Miu: Oh, don’t say that. You have a great marriage.
Me: Thanks. So what do you do with all that information? You call one of them up randomly when you need to go out or something?
Miu: Something like that.
Me: Your generation _ there is so much technology available like SNS, e-mail, messaging, all that, to connect in so many ways maybe you don’t feel like you’ve checked out all your options unless you build this … database. (Miu shrugs as they eat with lacquered chopsticks soy-flavored grilled fish, chopped seaweed and daikon in vinegar sauce and miso soup with tofu.) The world was a simpler place when all you did was sit around at home and wait for a call on that fixed line.
Miu: You didn’t do that, did you?
Me: Of course, I did. Everybody did. What if he calls and you’re out? You’d miss that chance to go out with him, right?
Miu: How can you stand it?
Me: Right, it is quite oppressive, isn’t it? (Pauses) Yes, you’re right. The new technology is progress. But don’t you feel that Japan is still stuck in the 1950s as far as images of women?
Miu: What do you mean?
Me: There aren’t that many outlets for older women still, except maybe flamenco classes for housewives or something. We know studies say more women are working and some are even successful. We see them on TV. But the most desirable roles for women are defined as young and cute because it’s the men who are behind the definitions. I mean, look at the U.S. presidential race. What a contrast.
Miu: But maybe Yuriko Koike will run for the LDP presidential race, and there you go: Japan’s first female prime minister.
(Miu and Me laugh.)
Me: What comes to mind when you hear “obasan?” Nothing good, right?
Miu: No one wants to be called “obasan.” That’s like the worst derogatory thing in Japanese you can call a woman.
Me: There is “babaa.”
(They laugh. Waiter brings dessert, a traditional rice-cake pastry with fruit and sweet black beans )
Have you noticed what word the sales people at Shibuya 109, the Kyoto “maiko” and night club hostesses use to refer to older women to avoid saying “obasan?”
Miu (Visibly curious): No, what?
(They sip tea.)
Me: “Oneesan.”
Miu: Oneesan.
Me: Forever young _ although older. But I think this shows how society hasn’t recognized the value of the female after women have gotten past their roles of reproduction.
Miu: Oh, wasn’t there some minister who got in trouble for calling women “reproductive machines?”
Me: Exactly.

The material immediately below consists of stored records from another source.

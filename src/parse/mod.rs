pub mod grammar;
pub mod line;

pub use line::{LineKind, TagSpan, classify, extract_tags, find_tag};
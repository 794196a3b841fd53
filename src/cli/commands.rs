use std::path::PathBuf;

use clap::{Args, Parser, Subcommand};

use crate::ops::edit_batch::Selection;

#[derive(Parser)]
#[command(name = "tdp", about = concat!("[t] todoplus v", env!("CARGO_PKG_VERSION"), " - your todos are plain text"), version)]
pub struct Cli {
    #[command(subcommand)]
    pub command: Commands,

    /// Output as JSON
    #[arg(long, global = true)]
    pub json: bool,

    /// Config file (default: .todoplus.toml in the working directory)
    #[arg(long, global = true)]
    pub config: Option<PathBuf>,
}

#[derive(Subcommand)]
pub enum Commands {
    /// Open the todo file, creating it with default content if absent
    Open(OpenArgs),
    /// Toggle selected todos along the open/done axis
    ToggleBox(ToggleArgs),
    /// Toggle selected todos done (clears cancelled)
    ToggleDone(ToggleArgs),
    /// Toggle selected todos cancelled (clears done)
    ToggleCancelled(ToggleArgs),
    /// Start or unstart selected todos, tracking elapsed time
    ToggleStart(ToggleArgs),
    /// Move done/cancelled todos to the Archive section
    Archive(ArchiveArgs),
    /// Export the file as colorized HTML
    Export(ExportArgs),
    /// Flip the elapsed-time timer flag in the config file
    Timer,
}

// ---------------------------------------------------------------------------
// Command args
// ---------------------------------------------------------------------------

#[derive(Args)]
pub struct OpenArgs {
    /// File to open (default: the configured todo file name)
    pub file: Option<PathBuf>,
    /// Line to reveal (1-based)
    #[arg(long)]
    pub line: Option<usize>,
}

#[derive(Args)]
pub struct ToggleArgs {
    /// Todo file to operate on
    pub file: PathBuf,
    /// Selected lines, 1-based: "3", "2-5", or "1,4-6"
    #[arg(long, value_name = "RANGES")]
    pub lines: String,
    /// Caret column of the first selection (char offset, for caret
    /// repositioning in the JSON report)
    #[arg(long)]
    pub col: Option<usize>,
}

#[derive(Args)]
pub struct ArchiveArgs {
    /// Todo file to archive
    pub file: PathBuf,
}

#[derive(Args)]
pub struct ExportArgs {
    /// Todo file to export
    pub file: PathBuf,
    /// Write the HTML here instead of stdout
    #[arg(short, long)]
    pub output: Option<PathBuf>,
}

/// Parse a 1-based `--lines` value ("3", "2-5", "1,4-6") into selections.
/// The caret column applies to the first selection; a host editor would
/// supply one per selection.
pub fn parse_selections(ranges: &str, col: Option<usize>) -> Result<Vec<Selection>, String> {
    let mut selections = Vec::new();
    for part in ranges.split(',') {
        let part = part.trim();
        let (start, end) = match part.split_once('-') {
            Some((a, b)) => (parse_line_number(a)?, parse_line_number(b)?),
            None => {
                let n = parse_line_number(part)?;
                (n, n)
            }
        };
        if end < start {
            return Err(format!("backwards range: {}", part));
        }
        selections.push(Selection {
            start_line: start,
            end_line: end,
            start_col: 0,
        });
    }
    if selections.is_empty() {
        return Err("no lines selected".to_string());
    }
    if let Some(col) = col {
        selections[0].start_col = col;
    }
    Ok(selections)
}

fn parse_line_number(s: &str) -> Result<usize, String> {
    let n: usize = s
        .trim()
        .parse()
        .map_err(|_| format!("not a line number: {}", s))?;
    if n == 0 {
        return Err("line numbers are 1-based".to_string());
    }
    Ok(n - 1)
}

That mentality. There are lots of women in their 30s and older who truly dread being called “obasan.” If it hasn’t happened already, then it could happen any second. Horrors!
Miu: Moment of metamorphosis. Society decrees you useless for preservation of the species.
Me: I like being obasan. I am proud of being obasan.
Miu: OK, obasan.
Me: Obasan is a title that you earn as a woman when you grow older and wiser and better. Sounds a bit like sour grapes, doesn’t it? But I think I learned so much about womanhood _ maybe “personhood” _ through my motherhood _ or through my son, I guess, having a child.
Miu: That’s wonderful.
Me: All the years my son was growing up, his friends who spoke Japanese would call me obasan. They would look at me with those big innocent eyes of theirs, trusting me because I was their friend’s mother. It’s respect I earned not only because of my relationship with my son but also my son’s relationship with others. That’s why I get to be obasan. It’s real and very beautiful and full of dignity. Not some derogatory place in the hierarchy as defined by sexual desirability, work performance, whatever. It’s deeper than all that.
Miu: It is. And it should be like that.
Me: Women should be proud of being obasan.
Miu: Of course.
Me: Obasan Power!
Miu: That’s a good way to put it.
Me: But all you see in the Japanese media much of the time are obasan rushing to bargains, gossiping, taking flamenco lessons.
Miu: What’s the solution?
Me: I’m not sure. Data show Japanese women are choosing not to get married and not to have children, even if they do by some miracle get married. (Looks into Miu’s eyes.) I try to tell young women this every chance I get, but it’s the most important experience in life to have a child, OK? No one really told me this. I was so lucky I did get married and have a child. The common wisdom back then was that women had to prove we could be just as good as men. And so worrying too much about marriage and children was seen as backward, something that women who weren’t “liberated” (Holds up her hands to make quotation marks in the air with her fingers) did _ not women who wanted to make something of themselves and have careers.
Miu: I want a child. Maybe not now. But I want a baby someday.
Me: You will. You will. And you have plenty of time. To build databases and everything else.
Miu: This database I am building isn’t about that though. I’m not sure what it’s about. But I don’t want to be trapped into someone just because he picks me out from the crowd. Why do I have to wait for some coincidental accident in the office elevator or some freakish event like in a TV drama to meet someone?
Me: Maybe old-style Japan was on to something when they had omiai. That’s pretty orderly. So Japanese.
Miu: Then I wouldn’t have to spend all this time on a database.
Me: Someday you will meet that special person _ that man who will throw that whole database out the window.
Miu (Silent then): How do you know?
Me: You’ll know. You won’t have to ask.
Miu: I will hear my heart go thump thump. Uh-oh, I think that’s just the music blasting off at the club. I probably won’t be able to hear it _ it’s so loud in there (Laughs).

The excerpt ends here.